Why Fish Don't Exist: A Story of Loss, Love, and the Hidden Order of Life by Lulu Miller. NPR reporter and former host of the podcast Invisibilia Lulu Miller takes readers down a fascinating rabbit hole to tell the story of scientist David Starr Jordan, who lived in the late 1800s and early 1900s. Jordan was a taxonomist - a biologist that groups organisms into categories. He was single minded, organized, and extremely unlucky, having discovered in his time, nearly a fifth of the fish known to humans and having his specimen collections destroyed by lightning, by fire, and eventually by the 1906 San Francisco earthquake. This last event left more than a thousand discoveries, housed in fragile glass jars, shattered and destroyed on the floor.
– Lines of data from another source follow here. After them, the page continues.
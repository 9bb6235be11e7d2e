//! Offline expert-merging pipeline.
//!
//! One-shot transformation of an MoE layer's expert population into a shared
//! mean weight plus low-rank per-expert deltas:
//!
//! - [`svd`]: truncated SVD factorization with scale correction and the
//!   noise-injection retry ladder
//! - [`mean`]: cross-expert mean weights (mean / freq / fisher policies)
//! - [`basis`]: factor sharing across experts (private / shared-V /
//!   shared-VU)
//! - [`merger`]: the orchestrator emitting a complete weight bundle

pub mod basis;
pub mod mean;
pub mod merger;
pub mod svd;

pub use basis::{aggregate_deltas, average_u_blocks, factorize_stacked, ProjectionDeltas};
pub use mean::{mean_weight, merge_weights};
pub use merger::{average_scales, ExpertMerger, LayerDeltas, MeanProjections, MergedLayerWeights};
pub use svd::{DeltaFactorPair, DeltaFactorizer, MassSplit, PowerIterationSvd, RankSpec, SvdBackend, SvdFactors};
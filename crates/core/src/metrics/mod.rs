//! Evaluation metrics for merged-model quality tracking.
//!
//! Two computation modes: `Batch` metrics are stateless and computed
//! immediately from one batch; `Full` metrics accumulate across every batch
//! of a split and are finalized once at the end. Batch submission order
//! never affects a finalized value.

use std::collections::BTreeMap;
use std::str::FromStr;

use candle_core::{DType, Tensor};
use thiserror::Error;

/// Label value marking positions excluded from the loss.
const IGNORE_INDEX: i64 = -100;

#[derive(Error, Debug)]
pub enum MetricError {
    #[error("unknown metric name `{0}`")]
    UnknownMetric(String),

    #[error("metric `{metric}` requires `{field}`")]
    MissingField {
        metric: &'static str,
        field: &'static str,
    },

    #[error("metric `{0}` has no finalized value before any batch was added")]
    Empty(&'static str),

    #[error("candle error: {0}")]
    Candle(#[from] candle_core::Error),
}

/// Recognized metric kinds.
#[derive(Debug, Clone, Copy, PartialEq, Eq, PartialOrd, Ord, Hash)]
pub enum MetricName {
    /// Passthrough of a precomputed scalar loss.
    Loss,
    /// `exp(mean(per-batch losses))`.
    Perplexity,
    /// Top-k classification match rate, in percent.
    Accuracy,
    /// Minimum-loss candidate selection over grouped questions, in percent.
    MultipleChoiceAccuracy,
    /// As above with length-normalized candidate losses.
    MultipleChoiceAccuracyNorm,
}

impl MetricName {
    pub fn as_str(&self) -> &'static str {
        match self {
            MetricName::Loss => "loss",
            MetricName::Perplexity => "perplexity",
            MetricName::Accuracy => "accuracy",
            MetricName::MultipleChoiceAccuracy => "multiple_choice_accuracy",
            MetricName::MultipleChoiceAccuracyNorm => "multiple_choice_accuracy_norm",
        }
    }

    pub fn mode(&self) -> MetricMode {
        match self {
            MetricName::Loss | MetricName::Accuracy => MetricMode::Batch,
            MetricName::Perplexity
            | MetricName::MultipleChoiceAccuracy
            | MetricName::MultipleChoiceAccuracyNorm => MetricMode::Full,
        }
    }
}

impl FromStr for MetricName {
    type Err = MetricError;

    fn from_str(s: &str) -> Result<Self, MetricError> {
        match s {
            "loss" => Ok(Self::Loss),
            "perplexity" => Ok(Self::Perplexity),
            "accuracy" => Ok(Self::Accuracy),
            "multiple_choice_accuracy" => Ok(Self::MultipleChoiceAccuracy),
            "multiple_choice_accuracy_norm" => Ok(Self::MultipleChoiceAccuracyNorm),
            other => Err(MetricError::UnknownMetric(other.to_string())),
        }
    }
}

/// Stateless-per-batch vs. accumulated-across-split computation.
#[derive(Debug, Clone, Copy, PartialEq, Eq)]
pub enum MetricMode {
    Batch,
    Full,
}

/// Model outputs for one evaluation batch.
#[derive(Debug, Clone, Default)]
pub struct EvalOutput {
    /// Precomputed mean loss for the batch.
    pub loss: Option<f64>,
    /// Logits: `[n, classes]` for classification, `[batch, seq, vocab]` for
    /// language-model candidates.
    pub logits: Option<Tensor>,
}

/// Ground-truth side of one evaluation batch.
#[derive(Debug, Clone, Default)]
pub struct EvalInput {
    /// Class targets `[n]` (i64) or token labels `[batch, seq]` (i64, with
    /// -100 on ignored positions).
    pub targets: Option<Tensor>,
    /// Question id per candidate row, for grouped multiple-choice scoring.
    pub question_ids: Option<Vec<i64>>,
    /// Whether each candidate row is the marked-correct one.
    pub correct_labels: Option<Vec<bool>>,
}

#[derive(Debug, Clone, Copy)]
struct Candidate {
    loss: f64,
    correct: bool,
}

#[derive(Debug, Clone)]
enum MetricState {
    Stateless,
    Perplexity {
        losses: Vec<f64>,
    },
    MultipleChoice {
        normalized: bool,
        groups: BTreeMap<i64, Vec<Candidate>>,
    },
}

/// One metric instance. `Full` metrics own accumulator state; `Batch`
/// metrics compute directly from a batch.
#[derive(Debug, Clone)]
pub struct Metric {
    name: MetricName,
    state: MetricState,
}

impl Metric {
    pub fn new(name: MetricName) -> Self {
        let state = match name {
            MetricName::Perplexity => MetricState::Perplexity { losses: Vec::new() },
            MetricName::MultipleChoiceAccuracy => MetricState::MultipleChoice {
                normalized: false,
                groups: BTreeMap::new(),
            },
            MetricName::MultipleChoiceAccuracyNorm => MetricState::MultipleChoice {
                normalized: true,
                groups: BTreeMap::new(),
            },
            _ => MetricState::Stateless,
        };
        Self { name, state }
    }

    pub fn name(&self) -> MetricName {
        self.name
    }

    pub fn mode(&self) -> MetricMode {
        self.name.mode()
    }

    /// Feed one batch into a `Full` accumulator. No-op for `Batch` metrics.
    pub fn add(&mut self, input: &EvalInput, output: &EvalOutput) -> Result<(), MetricError> {
        match &mut self.state {
            MetricState::Stateless => Ok(()),
            MetricState::Perplexity { losses } => {
                let loss = output.loss.ok_or(MetricError::MissingField {
                    metric: "perplexity",
                    field: "loss",
                })?;
                losses.push(loss);
                Ok(())
            }
            MetricState::MultipleChoice { normalized, groups } => {
                let logits = output.logits.as_ref().ok_or(MetricError::MissingField {
                    metric: "multiple_choice_accuracy",
                    field: "logits",
                })?;
                let targets = input.targets.as_ref().ok_or(MetricError::MissingField {
                    metric: "multiple_choice_accuracy",
                    field: "targets",
                })?;
                let ids = input.question_ids.as_ref().ok_or(MetricError::MissingField {
                    metric: "multiple_choice_accuracy",
                    field: "question_ids",
                })?;
                let correct = input
                    .correct_labels
                    .as_ref()
                    .ok_or(MetricError::MissingField {
                        metric: "multiple_choice_accuracy",
                        field: "correct_labels",
                    })?;

                let per_sample = candidate_losses(logits, targets)?;
                for (i, (sum, count)) in per_sample.iter().enumerate() {
                    let loss = if *normalized {
                        sum / (*count).max(1) as f64
                    } else {
                        *sum
                    };
                    groups.entry(ids[i]).or_default().push(Candidate {
                        loss,
                        correct: correct[i],
                    });
                }
                Ok(())
            }
        }
    }

    /// Compute a `Batch` metric from one batch.
    pub fn evaluate_batch(
        &self,
        input: &EvalInput,
        output: &EvalOutput,
    ) -> Result<f64, MetricError> {
        match self.name {
            MetricName::Loss => output.loss.ok_or(MetricError::MissingField {
                metric: "loss",
                field: "loss",
            }),
            MetricName::Accuracy => {
                let logits = output.logits.as_ref().ok_or(MetricError::MissingField {
                    metric: "accuracy",
                    field: "logits",
                })?;
                let targets = input.targets.as_ref().ok_or(MetricError::MissingField {
                    metric: "accuracy",
                    field: "targets",
                })?;
                accuracy(logits, targets, 1)
            }
            _ => Err(MetricError::Empty(self.name.as_str())),
        }
    }

    /// Finalize a `Full` accumulator.
    pub fn finalize(&self) -> Result<f64, MetricError> {
        match &self.state {
            MetricState::Perplexity { losses } => {
                if losses.is_empty() {
                    return Err(MetricError::Empty("perplexity"));
                }
                let mean = losses.iter().sum::<f64>() / losses.len() as f64;
                Ok(mean.exp())
            }
            MetricState::MultipleChoice { groups, .. } => {
                if groups.is_empty() {
                    return Err(MetricError::Empty("multiple_choice_accuracy"));
                }
                let mut resolved = 0usize;
                for candidates in groups.values() {
                    let predicted = candidates
                        .iter()
                        .enumerate()
                        .min_by(|(_, a), (_, b)| {
                            a.loss
                                .partial_cmp(&b.loss)
                                .unwrap_or(std::cmp::Ordering::Equal)
                        })
                        .map(|(i, _)| i);
                    let marked = candidates.iter().position(|c| c.correct);
                    if predicted.is_some() && predicted == marked {
                        resolved += 1;
                    }
                }
                Ok(resolved as f64 / groups.len() as f64 * 100.0)
            }
            MetricState::Stateless => Err(MetricError::Empty(self.name.as_str())),
        }
    }
}

/// Top-k classification accuracy in percent.
///
/// `logits` is `[n, classes]`; `targets` is `[n]` integer class ids.
pub fn accuracy(logits: &Tensor, targets: &Tensor, topk: usize) -> Result<f64, MetricError> {
    let scores = logits.to_dtype(DType::F32)?.to_vec2::<f32>()?;
    let targets = targets.to_dtype(DType::I64)?.to_vec1::<i64>()?;

    let mut correct = 0usize;
    for (row, &target) in scores.iter().zip(&targets) {
        let mut order: Vec<usize> = (0..row.len()).collect();
        order.sort_by(|&a, &b| {
            row[b]
                .partial_cmp(&row[a])
                .unwrap_or(std::cmp::Ordering::Equal)
        });
        if order[..topk.min(order.len())]
            .iter()
            .any(|&i| i as i64 == target)
        {
            correct += 1;
        }
    }
    Ok(correct as f64 / targets.len().max(1) as f64 * 100.0)
}

/// Per-candidate cross-entropy over shifted logits/labels.
///
/// `logits` is `[batch, seq, vocab]`, `labels` is `[batch, seq]` with -100
/// marking ignored positions. Returns `(loss_sum, label_count)` per row.
fn candidate_losses(logits: &Tensor, labels: &Tensor) -> Result<Vec<(f64, usize)>, MetricError> {
    let (bsz, seq, _vocab) = logits.dims3()?;

    // Predict token t+1 from position t.
    let shift_logits = logits.narrow(1, 0, seq - 1)?;
    let shift_labels = labels.narrow(1, 1, seq - 1)?;

    let log_probs = candle_nn::ops::log_softmax(
        &shift_logits.to_dtype(DType::F32)?,
        candle_core::D::Minus1,
    )?
    .to_vec3::<f32>()?;
    let labels = shift_labels.to_dtype(DType::I64)?.to_vec2::<i64>()?;

    let mut out = Vec::with_capacity(bsz);
    for b in 0..bsz {
        let mut sum = 0.0f64;
        let mut count = 0usize;
        for (pos, &label) in labels[b].iter().enumerate() {
            if label == IGNORE_INDEX {
                continue;
            }
            sum -= log_probs[b][pos][label as usize] as f64;
            count += 1;
        }
        out.push((sum, count));
    }
    Ok(out)
}

/// Direction in which the pivot metric improves.
#[derive(Debug, Clone, Copy, PartialEq, Eq)]
pub enum PivotDirection {
    Up,
    Down,
}

/// Best-so-far tracker for the split's pivot metric.
#[derive(Debug, Clone)]
pub struct Pivot {
    pub name: MetricName,
    pub direction: PivotDirection,
    pub value: f64,
}

impl Pivot {
    pub fn new(name: MetricName, direction: PivotDirection) -> Self {
        let value = match direction {
            PivotDirection::Up => f64::NEG_INFINITY,
            PivotDirection::Down => f64::INFINITY,
        };
        Self {
            name,
            direction,
            value,
        }
    }

    /// Whether `val` beats the best value seen so far.
    pub fn improved(&self, val: f64) -> bool {
        match self.direction {
            PivotDirection::Up => val > self.value,
            PivotDirection::Down => val < self.value,
        }
    }

    pub fn update(&mut self, val: f64) {
        self.value = val;
    }
}

/// Metrics registry keyed by split name.
#[derive(Debug, Clone)]
pub struct MetricSet {
    metrics: BTreeMap<String, Vec<Metric>>,
    pivot: Pivot,
}

impl MetricSet {
    /// Build from per-split metric name lists; unknown names are rejected.
    pub fn from_names(
        splits: &[(&str, &[&str])],
        pivot_name: &str,
        pivot_direction: PivotDirection,
    ) -> Result<Self, MetricError> {
        let mut metrics = BTreeMap::new();
        for (split, names) in splits {
            let parsed: Vec<Metric> = names
                .iter()
                .map(|n| n.parse::<MetricName>().map(Metric::new))
                .collect::<Result<_, _>>()?;
            metrics.insert((*split).to_string(), parsed);
        }
        let pivot = Pivot::new(pivot_name.parse()?, pivot_direction);
        Ok(Self { metrics, pivot })
    }

    pub fn pivot(&self) -> &Pivot {
        &self.pivot
    }

    pub fn pivot_mut(&mut self) -> &mut Pivot {
        &mut self.pivot
    }

    /// Feed a batch into every `Full` metric of `split`.
    pub fn add(
        &mut self,
        split: &str,
        input: &EvalInput,
        output: &EvalOutput,
    ) -> Result<(), MetricError> {
        if let Some(metrics) = self.metrics.get_mut(split) {
            for m in metrics.iter_mut().filter(|m| m.mode() == MetricMode::Full) {
                m.add(input, output)?;
            }
        }
        Ok(())
    }

    /// Evaluate all metrics of `split` matching `mode`. `Batch` metrics read
    /// the supplied batch; `Full` metrics finalize their accumulator.
    pub fn evaluate(
        &self,
        split: &str,
        mode: MetricMode,
        input: Option<&EvalInput>,
        output: Option<&EvalOutput>,
    ) -> Result<BTreeMap<MetricName, f64>, MetricError> {
        let mut out = BTreeMap::new();
        let Some(metrics) = self.metrics.get(split) else {
            return Ok(out);
        };
        for m in metrics.iter().filter(|m| m.mode() == mode) {
            let value = match mode {
                MetricMode::Batch => {
                    let input = input.ok_or(MetricError::MissingField {
                        metric: "batch evaluation",
                        field: "input",
                    })?;
                    let output = output.ok_or(MetricError::MissingField {
                        metric: "batch evaluation",
                        field: "output",
                    })?;
                    m.evaluate_batch(input, output)?
                }
                MetricMode::Full => m.finalize()?,
            };
            out.insert(m.name(), value);
        }
        Ok(out)
    }
}
fn invert(matrix: &[f64], n: usize) -> Option<Vec<f64>> {
    // Augmented [A | I] elimination.
    let mut a = matrix.to_vec();
    let mut inv = vec![0.0f64; n * n];
    for i in 0..n {
        inv[i * n + i] = 1.0;
    }

    for col in 0..n {
        let pivot_row = (col..n).max_by(|&p, &q| {
            a[p * n + col]
                .abs()
                .partial_cmp(&a[q * n + col].abs())
                .unwrap_or(std::cmp::Ordering::Equal)
        })?;
        let pivot = a[pivot_row * n + col];
        if pivot.abs() < 1e-12 || !pivot.is_finite() {
            return None;
        }
        if pivot_row != col {
            for j in 0..n {
                a.swap(col * n + j, pivot_row * n + j);
                inv.swap(col * n + j, pivot_row * n + j);
            }
        }
        for j in 0..n {
            a[col * n + j] /= pivot;
            inv[col * n + j] /= pivot;
        }
        for row in 0..n {
            if row == col {
                continue;
            }
            let factor = a[row * n + col];
            if factor == 0.0 {
                continue;
            }
            for j in 0..n {
                a[row * n + j] -= factor * a[col * n + j];
                inv[row * n + j] -= factor * inv[col * n + j];
            }
        }
    }
    Some(inv)
}
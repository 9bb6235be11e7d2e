pub mod config;
pub mod error;
pub mod merge;
pub mod metrics;
pub mod moe;
pub mod prune;
pub mod source;

#[cfg(any(test, feature = "test-utils"))]
pub mod testing;

pub use config::{
    DeltaSharing, InferenceStage, MergeOptions, MergePolicy, MoeMergeConfig, ScalePolicy,
};
pub use error::MergeError;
But here's what hooked Miller on Jordan's story. As she writes in the book "He didn't give up or despair. He did not heed what seemed to be the clear message of the quake that, in a world ruled by chaos, any attempts at order are doomed to fail eventually. Instead, he rolled up his sleeves and scrambled around until he found, of all the weapons in the world, a sewing needle."

And thus begins a fascinating and surprising journey. Part biography, part memoir, part scientific adventure, the book has attracted widespread praise from critics and fellow writers alike, including this from Sy Montgomery, author of The Soul of an Octopus: “Riveting. Surprising. Shocking, even! Why Fish Don’t Exist begins with a mesmerizing account of the life of distinguished biologist David Starr Jordan — and then, quite unexpectedly, turns into so much more. Narrated in Lulu Miller’s intimate, quirky voice, this is a story of science and struggle, of heartbreak and chaos. This book will capture your heart, seize your imagination, smash your preconceptions, and rock your world.”